### [What you have to do]
Look through the entries below. Report each line that has the word "format" in it.

Data records:

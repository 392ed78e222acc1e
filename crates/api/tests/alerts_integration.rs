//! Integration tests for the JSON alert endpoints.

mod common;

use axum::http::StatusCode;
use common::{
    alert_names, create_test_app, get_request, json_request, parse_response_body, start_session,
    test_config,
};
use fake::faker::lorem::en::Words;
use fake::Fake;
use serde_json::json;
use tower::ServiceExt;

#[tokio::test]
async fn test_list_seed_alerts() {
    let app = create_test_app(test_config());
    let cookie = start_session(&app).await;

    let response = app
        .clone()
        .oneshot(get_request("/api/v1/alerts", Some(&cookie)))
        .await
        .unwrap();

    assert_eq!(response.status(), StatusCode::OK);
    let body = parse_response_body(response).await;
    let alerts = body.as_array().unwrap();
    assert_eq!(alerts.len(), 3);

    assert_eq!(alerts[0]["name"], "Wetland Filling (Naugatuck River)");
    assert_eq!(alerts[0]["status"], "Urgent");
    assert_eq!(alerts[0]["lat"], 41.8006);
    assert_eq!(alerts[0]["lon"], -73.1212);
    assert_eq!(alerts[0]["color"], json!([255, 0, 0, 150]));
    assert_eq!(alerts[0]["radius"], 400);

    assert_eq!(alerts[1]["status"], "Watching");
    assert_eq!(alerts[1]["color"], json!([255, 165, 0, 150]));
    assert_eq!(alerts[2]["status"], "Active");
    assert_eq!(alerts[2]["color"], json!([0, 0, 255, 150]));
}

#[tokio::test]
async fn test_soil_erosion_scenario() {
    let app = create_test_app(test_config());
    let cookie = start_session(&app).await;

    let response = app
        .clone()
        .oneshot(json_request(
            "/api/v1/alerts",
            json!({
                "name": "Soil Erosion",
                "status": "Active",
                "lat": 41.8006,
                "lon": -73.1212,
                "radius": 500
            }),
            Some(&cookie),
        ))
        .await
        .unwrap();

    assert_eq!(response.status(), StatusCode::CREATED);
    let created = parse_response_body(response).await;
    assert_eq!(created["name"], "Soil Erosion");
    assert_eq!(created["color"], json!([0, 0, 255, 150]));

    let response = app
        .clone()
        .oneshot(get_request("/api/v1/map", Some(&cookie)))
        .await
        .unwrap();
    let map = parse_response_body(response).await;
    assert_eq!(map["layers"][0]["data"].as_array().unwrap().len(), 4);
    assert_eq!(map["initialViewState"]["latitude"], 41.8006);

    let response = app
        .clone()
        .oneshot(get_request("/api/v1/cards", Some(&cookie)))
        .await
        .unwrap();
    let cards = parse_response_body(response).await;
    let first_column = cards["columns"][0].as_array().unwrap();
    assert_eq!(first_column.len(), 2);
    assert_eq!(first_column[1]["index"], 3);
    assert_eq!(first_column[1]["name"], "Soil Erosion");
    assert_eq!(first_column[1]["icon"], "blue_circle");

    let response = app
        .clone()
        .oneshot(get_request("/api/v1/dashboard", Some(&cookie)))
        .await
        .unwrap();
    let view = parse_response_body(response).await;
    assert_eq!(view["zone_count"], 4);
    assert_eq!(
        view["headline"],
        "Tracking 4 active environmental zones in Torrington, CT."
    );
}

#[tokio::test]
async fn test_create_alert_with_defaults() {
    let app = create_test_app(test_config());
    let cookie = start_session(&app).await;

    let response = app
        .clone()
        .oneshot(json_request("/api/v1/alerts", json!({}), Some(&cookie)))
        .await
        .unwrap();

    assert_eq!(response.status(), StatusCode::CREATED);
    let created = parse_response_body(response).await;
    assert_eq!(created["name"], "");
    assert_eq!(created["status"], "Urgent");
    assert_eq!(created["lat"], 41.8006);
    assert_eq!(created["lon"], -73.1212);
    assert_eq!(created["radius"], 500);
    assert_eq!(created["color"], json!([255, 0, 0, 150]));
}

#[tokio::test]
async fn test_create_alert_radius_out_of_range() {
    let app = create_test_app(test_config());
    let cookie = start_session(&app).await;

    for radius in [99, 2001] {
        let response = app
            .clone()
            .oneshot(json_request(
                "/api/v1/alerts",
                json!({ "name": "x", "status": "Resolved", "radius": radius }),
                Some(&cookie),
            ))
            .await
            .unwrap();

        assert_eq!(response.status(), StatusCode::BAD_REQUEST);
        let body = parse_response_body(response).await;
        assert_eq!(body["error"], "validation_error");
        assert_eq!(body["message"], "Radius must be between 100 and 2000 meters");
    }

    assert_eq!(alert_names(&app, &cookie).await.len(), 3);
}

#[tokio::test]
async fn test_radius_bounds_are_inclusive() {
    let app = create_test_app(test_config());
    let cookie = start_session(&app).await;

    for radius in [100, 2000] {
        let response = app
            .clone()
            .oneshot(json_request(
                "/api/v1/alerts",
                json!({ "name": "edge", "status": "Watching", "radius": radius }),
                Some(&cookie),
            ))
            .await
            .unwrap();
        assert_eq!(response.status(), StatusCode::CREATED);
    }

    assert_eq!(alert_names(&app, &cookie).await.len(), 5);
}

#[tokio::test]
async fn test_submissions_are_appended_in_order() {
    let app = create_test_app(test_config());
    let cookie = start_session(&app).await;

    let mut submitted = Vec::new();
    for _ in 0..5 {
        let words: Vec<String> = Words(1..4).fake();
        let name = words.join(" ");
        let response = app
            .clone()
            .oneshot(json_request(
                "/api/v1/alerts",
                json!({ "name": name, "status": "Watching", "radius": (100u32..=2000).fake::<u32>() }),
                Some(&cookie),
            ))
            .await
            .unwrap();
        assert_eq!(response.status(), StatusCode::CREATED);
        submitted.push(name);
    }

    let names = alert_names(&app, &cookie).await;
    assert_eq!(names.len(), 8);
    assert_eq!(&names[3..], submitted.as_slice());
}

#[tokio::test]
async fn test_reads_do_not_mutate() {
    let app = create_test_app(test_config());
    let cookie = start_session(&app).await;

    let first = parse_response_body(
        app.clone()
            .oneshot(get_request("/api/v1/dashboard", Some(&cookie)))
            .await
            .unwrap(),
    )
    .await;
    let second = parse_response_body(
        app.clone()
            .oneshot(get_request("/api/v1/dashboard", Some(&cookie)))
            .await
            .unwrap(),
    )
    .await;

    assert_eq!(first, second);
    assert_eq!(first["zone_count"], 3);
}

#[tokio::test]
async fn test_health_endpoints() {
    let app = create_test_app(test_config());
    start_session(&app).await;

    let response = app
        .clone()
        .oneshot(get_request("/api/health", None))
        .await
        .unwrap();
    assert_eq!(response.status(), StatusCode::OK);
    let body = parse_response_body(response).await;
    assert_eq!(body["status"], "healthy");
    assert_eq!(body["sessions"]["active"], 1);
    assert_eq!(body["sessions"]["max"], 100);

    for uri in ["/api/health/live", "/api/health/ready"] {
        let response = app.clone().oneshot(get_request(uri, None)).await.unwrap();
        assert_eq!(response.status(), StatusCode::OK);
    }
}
---
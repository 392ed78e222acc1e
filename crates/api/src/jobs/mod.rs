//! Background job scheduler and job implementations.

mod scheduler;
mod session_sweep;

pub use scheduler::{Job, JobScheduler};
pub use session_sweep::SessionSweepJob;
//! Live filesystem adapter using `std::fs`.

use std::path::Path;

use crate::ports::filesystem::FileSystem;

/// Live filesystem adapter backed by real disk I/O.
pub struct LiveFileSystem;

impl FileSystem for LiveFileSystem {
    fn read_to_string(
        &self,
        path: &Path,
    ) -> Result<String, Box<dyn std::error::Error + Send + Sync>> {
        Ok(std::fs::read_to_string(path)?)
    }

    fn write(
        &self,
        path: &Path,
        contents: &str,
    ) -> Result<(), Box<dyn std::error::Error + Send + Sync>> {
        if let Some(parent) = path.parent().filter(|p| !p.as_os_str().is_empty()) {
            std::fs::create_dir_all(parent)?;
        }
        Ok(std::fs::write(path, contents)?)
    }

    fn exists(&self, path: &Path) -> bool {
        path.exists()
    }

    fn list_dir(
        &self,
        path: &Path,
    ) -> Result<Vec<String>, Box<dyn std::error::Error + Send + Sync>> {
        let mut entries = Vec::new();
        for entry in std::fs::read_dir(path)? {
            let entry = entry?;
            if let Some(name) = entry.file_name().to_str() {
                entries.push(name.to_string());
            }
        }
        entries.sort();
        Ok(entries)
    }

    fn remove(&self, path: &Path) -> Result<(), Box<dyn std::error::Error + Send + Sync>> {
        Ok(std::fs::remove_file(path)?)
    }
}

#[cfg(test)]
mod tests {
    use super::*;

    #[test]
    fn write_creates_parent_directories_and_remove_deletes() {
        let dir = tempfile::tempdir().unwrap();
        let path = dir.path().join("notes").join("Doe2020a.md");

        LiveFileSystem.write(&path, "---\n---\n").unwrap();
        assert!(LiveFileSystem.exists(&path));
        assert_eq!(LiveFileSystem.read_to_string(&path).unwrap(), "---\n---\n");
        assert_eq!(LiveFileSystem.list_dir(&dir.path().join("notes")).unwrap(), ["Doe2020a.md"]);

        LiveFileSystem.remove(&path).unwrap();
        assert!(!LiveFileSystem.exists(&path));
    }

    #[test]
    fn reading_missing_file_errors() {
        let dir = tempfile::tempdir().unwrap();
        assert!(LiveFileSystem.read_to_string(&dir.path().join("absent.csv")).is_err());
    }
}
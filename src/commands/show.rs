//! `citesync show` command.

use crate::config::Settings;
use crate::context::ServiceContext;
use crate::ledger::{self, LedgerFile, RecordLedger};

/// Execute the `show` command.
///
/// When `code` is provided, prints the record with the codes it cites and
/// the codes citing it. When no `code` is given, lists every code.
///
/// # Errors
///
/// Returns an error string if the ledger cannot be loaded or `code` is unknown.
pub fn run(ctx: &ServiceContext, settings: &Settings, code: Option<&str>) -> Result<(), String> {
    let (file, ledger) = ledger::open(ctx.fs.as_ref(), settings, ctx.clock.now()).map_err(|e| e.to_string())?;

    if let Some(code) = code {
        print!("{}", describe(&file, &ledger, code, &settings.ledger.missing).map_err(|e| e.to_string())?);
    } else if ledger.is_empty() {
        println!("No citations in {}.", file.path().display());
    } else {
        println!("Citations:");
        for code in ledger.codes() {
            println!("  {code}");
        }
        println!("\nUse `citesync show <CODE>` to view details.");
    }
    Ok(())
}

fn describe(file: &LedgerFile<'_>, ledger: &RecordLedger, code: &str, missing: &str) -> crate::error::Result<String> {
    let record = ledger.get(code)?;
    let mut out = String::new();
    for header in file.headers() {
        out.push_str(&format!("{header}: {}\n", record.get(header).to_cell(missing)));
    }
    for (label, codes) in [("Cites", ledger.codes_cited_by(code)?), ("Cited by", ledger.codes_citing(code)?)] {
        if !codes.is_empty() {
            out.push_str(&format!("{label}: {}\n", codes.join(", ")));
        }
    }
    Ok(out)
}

### [Result of the exercise]
        out.push_str(&format!("{header}: {}\n", record.get(header).to_cell(missing)));
            out.push_str(&format!("{label}: {}\n", codes.join(", ")));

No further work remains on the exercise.